Costa Rica is currently on the verge of enacting one of the most important Tax Reforms in its history, as the country’s tax deficit is at its highest (it will reach a 7.1% of the national production at the end of 2018 and 7.9% in 2019, according to estimates).

Thus, the Tax Reform aims to generate fresh income and reduce expenses. The Bill, under discussion at Congress, includes four key elements: two oriented to increase income and two aiming to build fiscal discipline and efficiency of public expenses.

The following are amongst the major changes:

  • Transformation of the existing sales tax to a Value Added Tax (VAT) at the same 13% rate.
  • Another significant change is that with the new VAT, not only goods will be taxed, but services also.
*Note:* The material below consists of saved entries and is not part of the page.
//! Direction bytes and command codes
//!
//! The byte sent in the second handshake exchange tells the slave what kind
//! of frame follows: a direction byte starts a motor frame, anything else is
//! a generic command code.

use crate::frame::START_BYTE;

/// Direction byte: lengthen the cable
pub const DIR_FORWARD: u8 = b'f';

/// Direction byte: shorten the cable
pub const DIR_REVERSE: u8 = b'r';

/// Generic command: slave returns `param1 + param2`
pub const CMD_ADD: u8 = b'+';

/// Generic command: slave returns `param1 - param2`
pub const CMD_SUBTRACT: u8 = b'-';

/// Motor rotation direction as seen on the wire
#[derive(Debug, Clone, Copy, PartialEq, Eq, Default)]
#[cfg_attr(feature = "defmt", derive(defmt::Format))]
pub enum Direction {
    /// Pay out cable (non-negative step count)
    #[default]
    Forward,
    /// Reel in cable (negative step count)
    Reverse,
}

impl Direction {
    /// Direction for a signed step count
    ///
    /// Zero counts as forward.
    pub fn from_signed(steps: i64) -> Self {
        if steps < 0 {
            Direction::Reverse
        } else {
            Direction::Forward
        }
    }

    /// Wire byte for this direction
    pub fn as_byte(self) -> u8 {
        match self {
            Direction::Forward => DIR_FORWARD,
            Direction::Reverse => DIR_REVERSE,
        }
    }

    /// Parse a wire byte
    pub fn from_byte(byte: u8) -> Option<Self> {
        match byte {
            DIR_FORWARD => Some(Direction::Forward),
            DIR_REVERSE => Some(Direction::Reverse),
            _ => None,
        }
    }
}

/// Check whether a generic command code would be misread by the slave
///
/// The start byte restarts a handshake and direction bytes announce a
/// motor frame, so neither can be used as a command code.
pub fn is_reserved_command(code: u8) -> bool {
    code == START_BYTE || Direction::from_byte(code).is_some()
}

#[cfg(test)]
mod tests {
    use super::*;

    #[test]
    fn test_direction_from_signed() {
        assert_eq!(Direction::from_signed(-1), Direction::Reverse);
        assert_eq!(Direction::from_signed(0), Direction::Forward);
        assert_eq!(Direction::from_signed(4242), Direction::Forward);
    }

    #[test]
    fn test_direction_bytes() {
        assert_eq!(Direction::Forward.as_byte(), b'f');
        assert_eq!(Direction::Reverse.as_byte(), b'r');
        assert_eq!(Direction::from_byte(b'f'), Some(Direction::Forward));
        assert_eq!(Direction::from_byte(b'r'), Some(Direction::Reverse));
        assert_eq!(Direction::from_byte(b'x'), None);
    }

    #[test]
    fn test_reserved_commands() {
        assert!(is_reserved_command(b'c'));
        assert!(is_reserved_command(b'f'));
        assert!(is_reserved_command(b'r'));
        assert!(!is_reserved_command(CMD_ADD));
        assert!(!is_reserved_command(CMD_SUBTRACT));
        // The ack byte is only ever sent by the slave
        assert!(!is_reserved_command(b'a'));
    }
}
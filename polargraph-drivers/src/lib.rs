//! Link driver implementations
//!
//! This crate drives the motor controller over any
//! [`polargraph_hal::ByteChannel`]:
//!
//! - [`link::CommandLink`] - handshake, payload and result read-back
//! - [`link::SimulatedSlave`] - in-process stand-in for the controller

#![no_std]
#![deny(unsafe_code)]

// Property tests need the standard library
#[cfg(test)]
extern crate std;

pub mod link;

pub use link::{
    CommandLink, HandshakePolicy, LinkConfig, LinkError, LinkState, LinkStats, SimulatedSlave,
};
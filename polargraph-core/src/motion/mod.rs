//! Inverse kinematics
//!
//! Converts target points into paired step instructions and tracks where the
//! effector actually ends up after step quantization.

pub mod geometry;
pub mod instruction;
pub mod kinematics;

pub use geometry::Point;
pub use instruction::{Direction, Instruction, InstructionPair};
pub use kinematics::{GeometryError, KinematicsEngine, PlannedMove, StepMode};
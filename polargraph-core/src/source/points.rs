//! Point stream
//!
//! One target per line, written `x,y`. The stream ends when the underlying
//! reader runs out of lines; a line that does not parse is an error for that
//! tick and is never mistaken for the end of the stream.

use std::io::{BufRead, Lines};

use thiserror::Error;

use crate::motion::Point;

/// Errors while reading the point stream
#[derive(Debug, Error)]
pub enum PointError {
    /// The line is not two comma-separated numbers
    #[error("line {line}: expected `x,y`, got {text:?}")]
    Malformed { line: usize, text: String },

    /// The stream could not be read
    #[error("failed to read point stream: {0}")]
    Io(#[from] std::io::Error),
}

/// Source of target points
pub trait PointSource {
    /// Next target, or `None` once the stream is exhausted
    fn next_point(&mut self) -> Result<Option<Point>, PointError>;
}

/// Point source over any buffered reader
pub struct PointReader<R> {
    lines: Lines<R>,
    line_number: usize,
}

impl<R: BufRead> PointReader<R> {
    /// Read points from a buffered reader
    pub fn new(reader: R) -> Self {
        Self {
            lines: reader.lines(),
            line_number: 0,
        }
    }

    /// Number of lines consumed so far
    pub fn line_number(&self) -> usize {
        self.line_number
    }
}

impl<R: BufRead> PointSource for PointReader<R> {
    fn next_point(&mut self) -> Result<Option<Point>, PointError> {
        for line in self.lines.by_ref() {
            self.line_number += 1;
            let line = line?;
            let text = line.trim();
            if text.is_empty() {
                continue;
            }
            return parse_point(text).map(Some).ok_or_else(|| PointError::Malformed {
                line: self.line_number,
                text: text.to_string(),
            });
        }
        Ok(None)
    }
}

/// Parse `x,y` into a point
///
/// Both coordinates must be finite numbers; surrounding whitespace is allowed.
pub fn parse_point(text: &str) -> Option<Point> {
    let (x, y) = text.split_once(',')?;
    let point = Point::new(x.trim().parse().ok()?, y.trim().parse().ok()?);
    point.is_finite().then_some(point)
}
//! Simulated motor controller
//!
//! Answers the master byte for byte the way the controller firmware does:
//! ACK on a complete handshake, filler while the payload arrives, then the
//! two result bytes. Useful for dry runs and for exercising the link without
//! hardware.

use core::convert::Infallible;

use polargraph_hal::ByteChannel;
use polargraph_protocol::{
    encode_param, CommandFrame, Direction, FrameParser, ACK_BYTE, CMD_ADD, CMD_SUBTRACT,
};

/// Result returned for frames the slave could not make sense of
pub const REJECTED_RESULT: i16 = -1;

/// In-process stand-in for the motor controller
#[derive(Debug, Clone, Default)]
pub struct SimulatedSlave {
    parser: FrameParser,
    busy_handshakes: u32,
    pending: Option<[u8; 2]>,
    pending_index: usize,
    last_frame: Option<CommandFrame>,
    frames_received: u32,
    left_position: i64,
    right_position: i64,
}

impl SimulatedSlave {
    /// Create a slave that acknowledges every handshake
    pub fn new() -> Self {
        Self::default()
    }

    /// Refuse the next `count` handshakes before acknowledging
    pub fn with_busy_handshakes(mut self, count: u32) -> Self {
        self.busy_handshakes = count;
        self
    }

    /// The most recently received frame
    pub fn last_frame(&self) -> Option<CommandFrame> {
        self.last_frame
    }

    /// Number of complete frames received
    pub fn frames_received(&self) -> u32 {
        self.frames_received
    }

    /// Net signed steps applied to each motor so far
    pub fn motor_positions(&self) -> (i64, i64) {
        (self.left_position, self.right_position)
    }

    fn respond(&mut self, frame: &CommandFrame) -> i16 {
        match *frame {
            CommandFrame::Motor {
                left_dir,
                left_steps,
                right_dir,
                right_steps,
            } => {
                self.left_position += signed(left_dir, left_steps);
                self.right_position += signed(right_dir, right_steps);
                0
            }
            CommandFrame::Generic {
                command: CMD_ADD,
                param1,
                param2,
            } => param1.wrapping_add(param2),
            CommandFrame::Generic {
                command: CMD_SUBTRACT,
                param1,
                param2,
            } => param1.wrapping_sub(param2),
            CommandFrame::Generic { .. } => REJECTED_RESULT,
        }
    }

    fn queue_result(&mut self, result: i16) {
        self.pending = Some(encode_param(result));
        self.pending_index = 0;
    }
}

fn signed(dir: Direction, steps: u16) -> i64 {
    match dir {
        Direction::Forward => steps as i64,
        Direction::Reverse => -(steps as i64),
    }
}

impl ByteChannel for SimulatedSlave {
    type Error = Infallible;

    fn exchange(&mut self, byte: u8) -> Result<u8, Infallible> {
        if let Some(result) = self.pending {
            let reply = result[self.pending_index];
            self.pending_index += 1;
            if self.pending_index == result.len() {
                self.pending = None;
            }
            return Ok(reply);
        }

        let was_handshaking = !self.parser.awaiting_payload();
        match self.parser.feed(byte) {
            Ok(Some(frame)) => {
                let result = self.respond(&frame);
                self.last_frame = Some(frame);
                self.frames_received += 1;
                self.queue_result(result);
                Ok(0)
            }
            Ok(None) if was_handshaking && self.parser.awaiting_payload() => {
                if self.busy_handshakes > 0 {
                    self.busy_handshakes -= 1;
                    self.parser.reset();
                    Ok(0)
                } else {
                    Ok(ACK_BYTE)
                }
            }
            Ok(None) => Ok(0),
            Err(_) => {
                self.queue_result(REJECTED_RESULT);
                Ok(0)
            }
        }
    }
}

#[cfg(test)]
mod tests {
    use super::*;
    use polargraph_protocol::START_BYTE;

    fn exchange_all(slave: &mut SimulatedSlave, bytes: &[u8]) -> heapless::Vec<u8, 16> {
        let mut replies = heapless::Vec::new();
        for &b in bytes {
            replies.push(slave.exchange(b).unwrap()).unwrap();
        }
        replies
    }

    #[test]
    fn test_acks_handshake_then_returns_result() {
        let mut slave = SimulatedSlave::new();
        let replies = exchange_all(
            &mut slave,
            &[START_BYTE, CMD_SUBTRACT, 10, 0, 3, 0, 0x00, 0x00],
        );

        assert_eq!(replies[1], ACK_BYTE);
        assert_eq!(&replies[6..], &[7, 0]);
        assert_eq!(slave.frames_received(), 1);
    }

    #[test]
    fn test_busy_handshake_not_acked() {
        let mut slave = SimulatedSlave::new().with_busy_handshakes(1);
        let replies = exchange_all(&mut slave, &[START_BYTE, CMD_ADD, START_BYTE, CMD_ADD]);
        assert_eq!(replies.as_slice(), &[0, 0, 0, ACK_BYTE]);
    }

    #[test]
    fn test_motor_frame_tracks_positions() {
        let mut slave = SimulatedSlave::new();
        exchange_all(&mut slave, &[START_BYTE, b'f', 10, 0, b'r', 4, 0, 0, 0]);
        exchange_all(&mut slave, &[START_BYTE, b'r', 3, 0, b'r', 1, 0, 0, 0]);

        assert_eq!(slave.motor_positions(), (7, -5));
        assert_eq!(
            slave.last_frame(),
            Some(CommandFrame::Motor {
                left_dir: Direction::Reverse,
                left_steps: 3,
                right_dir: Direction::Reverse,
                right_steps: 1,
            })
        );
    }

    #[test]
    fn test_unknown_command_rejected() {
        let mut slave = SimulatedSlave::new();
        let replies = exchange_all(&mut slave, &[START_BYTE, b'?', 1, 0, 1, 0, 0, 0]);
        assert_eq!(&replies[6..], &encode_param(REJECTED_RESULT));
    }
}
Taxed services shall be required to pay this new tax, unless exempted by law.
  • In terms of the income tax, the Bill provides that capital income (asset-related income) will be subject to a 15% tax, as well as capital gains (investment-related gains). It is important to highlight that both individuals and corporations that own property (such as houses, lots, stock, software, or licenses) will be subject to a 15% tax in the event of a sale thereof.
  • Global Income Taxation is created, which, in general, means that taxpayers are required to add their various income, deduct any expenses, and pay income tax over the resulting difference. It is important to consider that any such income may originate from different sources, e.g. salary, independent worker income, interest on savings, stock dividends, leases, among others. (Consider that at this time each income is taxed separately and subject to different rates). For example, an individual who earns ¢2,000,000 in one month for his/her professional-related activities and receives ¢100,000 of interest, will now pay a ¢15,000 tax on said interest. Thereafter, he/she will have to add the ¢2,000,000 plus the ¢100,000 and calculate his/her income tax over the basis of ¢2,100,000. The ¢15,000 tax already paid may be deducted from the corresponding income tax amount.
  • In terms of salaries, individuals reporting a salary in excess of ¢2.1 million will now pay a 20% salary tax instead of the former 15% if his/her salary is between ¢2.1 million and ¢4.2 million, and a 25% tax if his/her salary exceeds the above threshold.
  • Provisions to fight tax avoidance are included (especially oriented towards transnational companies), adopting international parameters (recommendations such as OECD BEPS standards) that include a ban to deduct expenses from operations carried in countries classified by the Tax Administration as non-cooperative jurisdictions or tax havens.
  • A Tax Amnesty is further included for the remission of penalties and interest accrued by tax-debtors, provided they pay their tax debts.
  • In relation to the Free Trade Zones (FTZs), the Value Added Tax (VAT) exemption for local-market purchases and, of course, exports, is expected to be upheld. Likewise, other benefits granted to FTZs remain unvaried.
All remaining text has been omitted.